* **TASK DESCRIPTION**
Select every line below containing the word "ConfigError".

* **DATA FOR THE TASK**

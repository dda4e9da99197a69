//! Builder API for assembling a monitoring session.
//!
//! A session needs a fence and a dispatcher; notification settings default
//! to [`NotificationConfig::default`]. Starting from a [`GeofenceConfig`]
//! fills in both the fence and the notification settings.

pub mod error;

pub use error::BuildError;

use crate::config::{ConfigError, GeofenceConfig, NotificationConfig};
use crate::core::GeofenceDefinition;
use crate::effects::{GeofenceSession, NotificationDispatcher};

/// Builder for constructing sessions with a fluent API.
///
/// # Example
///
/// ```
/// use geofence::builder::SessionBuilder;
/// use geofence::config::GeofenceConfig;
/// use geofence::core::ContainmentState;
/// use geofence::effects::{DispatchError, Notification, NotificationDispatcher};
///
/// #[derive(Clone)]
/// struct Console;
///
/// impl NotificationDispatcher for Console {
///     fn dispatch(&self, n: &Notification) -> Result<(), DispatchError> {
///         println!("{}: {}", n.title, n.body);
///         Ok(())
///     }
/// }
///
/// let session = SessionBuilder::from_config(&GeofenceConfig::default())
///     .unwrap()
///     .dispatcher(Console)
///     .build()
///     .unwrap();
///
/// assert_eq!(session.current_state(), ContainmentState::Unknown);
/// assert_eq!(session.monitor().fence().radius_meters(), 500.0);
/// ```
pub struct SessionBuilder<D: NotificationDispatcher> {
    fence: Option<GeofenceDefinition>,
    dispatcher: Option<D>,
    notifications: NotificationConfig,
}

impl<D: NotificationDispatcher> SessionBuilder<D> {
    /// Create a new builder.
    pub fn new() -> Self {
        Self {
            fence: None,
            dispatcher: None,
            notifications: NotificationConfig::default(),
        }
    }

    /// Start from a configuration document, validating its fence.
    pub fn from_config(config: &GeofenceConfig) -> Result<Self, ConfigError> {
        let fence = config.fence_definition()?;
        Ok(Self::new()
            .fence(fence)
            .notifications(config.notification.clone()))
    }

    /// Set the fence to monitor (required).
    pub fn fence(mut self, fence: GeofenceDefinition) -> Self {
        self.fence = Some(fence);
        self
    }

    /// Set the notification dispatcher (required).
    pub fn dispatcher(mut self, dispatcher: D) -> Self {
        self.dispatcher = Some(dispatcher);
        self
    }

    /// Override notification presentation settings (optional).
    pub fn notifications(mut self, notifications: NotificationConfig) -> Self {
        self.notifications = notifications;
        self
    }

    /// Build the session.
    /// Returns an error if required fields are missing.
    pub fn build(self) -> Result<GeofenceSession<D>, BuildError> {
        let fence = self.fence.ok_or(BuildError::MissingFence)?;
        let dispatcher = self.dispatcher.ok_or(BuildError::MissingDispatcher)?;

        Ok(GeofenceSession::new(fence, dispatcher, self.notifications))
    }
}

impl<D: NotificationDispatcher> Default for SessionBuilder<D> {
    fn default() -> Self {
        Self::new()
    }
}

* **WRITTEN REPLY**
use crate::config::{ConfigError, GeofenceConfig, NotificationConfig};
    pub fn from_config(config: &GeofenceConfig) -> Result<Self, ConfigError> {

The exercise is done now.